Gordiya (also spelled Gurdiya and Kurdiyah) was an influential Iranian noblewoman from the House of Mihran, who was first the sister-wife of the distinguished military leader Bahram Chobin, then the wife of the Ispahbudhan dynast Vistahm, and ultimately the wife of the last prominent Sasanian emperor, Khosrow II.

==Background==
Gordiya was a member of the House of Mihran, one of the seven Great Houses of Iran. The family was of Parthian origin, and was centered in Ray, south of Tehran, the capital of present-day Iran. Her father was Bahram Gushnasp, a military officer who had fought the Byzantines and campaigned in Yemen during the reign of Khosrow I. Her grandfather Gurgin Milad had served as the marzban (general of a frontier province, "margrave") of Armenia from 572 to 574. Gordiya had three siblings whom were Gorduya, Mardansina and most notably, Bahram Chobin, whom she married. It is however not known if she and Bahram were full siblings.

== Biography ==
In 590, Bahram mounted a large-scale rebellion against the Sasanian family, forcing the newly ascended ruler Khosrow II to flee, while taking the throne for himself. He was the following year defeated and killed. Not long after, Khosrow II's uncle Vistahm rebelled against him, carving a principality for himself in the entire eastern and northern quadrants of the Iranian realm. It was during this period that he married Gordiya, consequently increasing his status.

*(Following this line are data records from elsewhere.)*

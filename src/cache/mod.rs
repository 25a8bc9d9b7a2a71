//! Source cache for extracted page text.
//!
//! Only URLs on high-trust domains are cached. Entries expire lazily: a read
//! past the TTL evicts the entry and reports a miss. [`SourceCache::clear_expired`]
//! performs the same eviction in bulk.

use chrono::{Duration, Utc};
use serde::Serialize;
use sha2::{Digest, Sha256};
use std::sync::atomic::{AtomicU64, Ordering};
use tracing::{debug, info, warn};

use crate::error::StorageResult;
use crate::storage::{CacheEntry, SqliteStorage, Storage};

/// Domain substrings whose pages are worth caching.
pub const CACHE_WORTHY_DOMAINS: &[&str] = &[
    "github.com",
    "docs.",
    "documentation.",
    ".edu",
    ".gov",
    ".org",
    "arxiv.org",
    "wikipedia.org",
    "stackoverflow.com",
    "python.org",
    "ai.google.dev",
    "cloud.google.com",
    "openai.com",
    "anthropic.com",
    "huggingface.co",
    "paperswithcode.com",
];

/// Whether `url` belongs to a domain on the cache allow-list.
pub fn should_cache(url: &str) -> bool {
    let lower = url.to_lowercase();
    CACHE_WORTHY_DOMAINS
        .iter()
        .any(|domain| lower.contains(domain))
}

/// Stable cache key for a URL (hex-encoded SHA-256).
pub fn cache_key(url: &str) -> String {
    let mut hasher = Sha256::new();
    hasher.update(url.as_bytes());
    hex::encode(hasher.finalize())
}

/// Cache statistics
#[derive(Debug, Clone, Serialize)]
pub struct CacheStats {
    /// Lookups served from the cache in this process
    pub hits: u64,
    /// Lookups that found nothing usable
    pub misses: u64,
    /// Number of stored entries
    pub entry_count: usize,
    /// Total stored content size
    pub total_size_bytes: u64,
    pub ttl_hours: i64,
}

impl CacheStats {
    /// Calculate hit rate as a percentage
    pub fn hit_rate(&self) -> f64 {
        let total = self.hits + self.misses;
        if total == 0 {
            0.0
        } else {
            (self.hits as f64 / total as f64) * 100.0
        }
    }

    /// Total stored size in megabytes
    pub fn total_size_mb(&self) -> f64 {
        self.total_size_bytes as f64 / (1024.0 * 1024.0)
    }
}

/// TTL-bounded cache of extracted page text, persisted in SQLite
pub struct SourceCache {
    storage: SqliteStorage,
    ttl: Duration,
    hits: AtomicU64,
    misses: AtomicU64,
}

impl SourceCache {
    /// Create a cache whose entries live for `ttl_hours`
    pub fn new(storage: SqliteStorage, ttl_hours: i64) -> Self {
        Self {
            storage,
            ttl: Duration::hours(ttl_hours),
            hits: AtomicU64::new(0),
            misses: AtomicU64::new(0),
        }
    }

    /// Cached content for `url`, if present and within TTL.
    ///
    /// Storage failures are logged and reported as a miss.
    pub async fn get(&self, url: &str) -> Option<String> {
        let key = cache_key(url);

        let entry = match self.storage.get_cache_entry(&key).await {
            Ok(entry) => entry,
            Err(e) => {
                warn!(url = %url, error = %e, "Cache lookup failed");
                None
            }
        };

        let Some(entry) = entry else {
            self.misses.fetch_add(1, Ordering::Relaxed);
            return None;
        };

        if self.is_expired(&entry) {
            self.misses.fetch_add(1, Ordering::Relaxed);
            debug!(url = %url, "Cache entry expired, evicting");
            if let Err(e) = self.storage.delete_cache_entry(&key).await {
                warn!(url = %url, error = %e, "Failed to evict expired cache entry");
            }
            return None;
        }

        self.hits.fetch_add(1, Ordering::Relaxed);
        debug!(url = %url, "Cache hit");
        Some(entry.content)
    }

    /// Store `content` for `url`. Returns whether anything was written.
    ///
    /// Empty content and URLs outside the allow-list are skipped.
    pub async fn put(&self, url: &str, content: &str) -> bool {
        if content.is_empty() || !should_cache(url) {
            return false;
        }

        let entry = CacheEntry::new(cache_key(url), url, content);
        match self.storage.put_cache_entry(&entry).await {
            Ok(()) => {
                debug!(url = %url, size_bytes = entry.size_bytes, "Cached page content");
                true
            }
            Err(e) => {
                warn!(url = %url, error = %e, "Failed to cache page content");
                false
            }
        }
    }

    /// Remove the entry for `url`. Returns whether one existed.
    pub async fn remove(&self, url: &str) -> StorageResult<bool> {
        self.storage.delete_cache_entry(&cache_key(url)).await
    }

    /// Evict every entry past its TTL. Returns the number evicted.
    pub async fn clear_expired(&self) -> StorageResult<usize> {
        let cutoff = Utc::now() - self.ttl;
        let mut removed = 0;

        for entry in self.storage.list_cache_index().await? {
            if entry.created_at < cutoff && self.storage.delete_cache_entry(&entry.cache_key).await?
            {
                removed += 1;
            }
        }

        info!(removed, "Cleared expired cache entries");
        Ok(removed)
    }

    /// Remove every entry. Returns the number removed.
    pub async fn clear_all(&self) -> StorageResult<u64> {
        let removed = self.storage.delete_all_cache_entries().await?;
        info!(removed, "Cleared source cache");
        Ok(removed)
    }

    /// Current statistics
    pub async fn stats(&self) -> StorageResult<CacheStats> {
        let index = self.storage.list_cache_index().await?;

        Ok(CacheStats {
            hits: self.hits(),
            misses: self.misses(),
            entry_count: index.len(),
            total_size_bytes: index.iter().map(|e| e.size_bytes.max(0) as u64).sum(),
            ttl_hours: self.ttl.num_hours(),
        })
    }

    /// Hits recorded by this instance
    pub fn hits(&self) -> u64 {
        self.hits.load(Ordering::Relaxed)
    }

    /// Misses recorded by this instance
    pub fn misses(&self) -> u64 {
        self.misses.load(Ordering::Relaxed)
    }

    fn is_expired(&self, entry: &CacheEntry) -> bool {
        Utc::now() - entry.created_at > self.ttl
    }
}

#[cfg(test)]
mod tests {
    use super::*;

    #[test]
    fn test_should_cache_allow_list() {
        assert!(should_cache("https://github.com/tokio-rs/tokio"));
        assert!(should_cache("https://docs.rs/tokio"));
        assert!(should_cache("https://cs.stanford.edu/paper"));
        assert!(should_cache("https://en.wikipedia.org/wiki/Rust"));
        assert!(should_cache("https://HUGGINGFACE.co/models"));
        assert!(!should_cache("https://random-blog.com/post"));
        assert!(!should_cache("https://medium.com/@someone/article"));
    }

    #[test]
    fn test_cache_key_is_stable_and_distinct() {
        let a = cache_key("https://a.org");
        assert_eq!(a, cache_key("https://a.org"));
        assert_ne!(a, cache_key("https://b.org"));
        assert_eq!(a.len(), 64);
    }

    #[test]
    fn test_hit_rate() {
        let stats = CacheStats {
            hits: 3,
            misses: 1,
            entry_count: 0,
            total_size_bytes: 0,
            ttl_hours: 24,
        };
        assert!((stats.hit_rate() - 75.0).abs() < f64::EPSILON);

        let empty = CacheStats {
            hits: 0,
            misses: 0,
            ..stats
        };
        assert_eq!(empty.hit_rate(), 0.0);
    }
}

His rebellion, however, also proved unsuccessful; according to some accounts, he was killed by Hephthalite subject Pariowk, whilst an alternative account states that it was Gordiya who killed him after being given the promise of marriage in return by Khosrow II. The 9th-century historian Dinawari mentioned a son of Gordiya and Khosrow, named Juvansher, as reigning as monarch of Iran briefly in 630. This king however remains obscure, and none of his coins have yet been found.

== Sources ==
- Al-Tabari, Abu Ja'far Muhammad ibn Jarir (1985). "The History of Al-Ṭabarī."
- Brosius, Maria
- Pourshariati, Parvaneh (2008). "Decline and Fall of the Sasanian Empire: The Sasanian-Parthian Confederacy and the Arab Conquest of Iran"
- Shahbazi, A. Sh. (1988)
- Shahbazi, A. Sh. (1989)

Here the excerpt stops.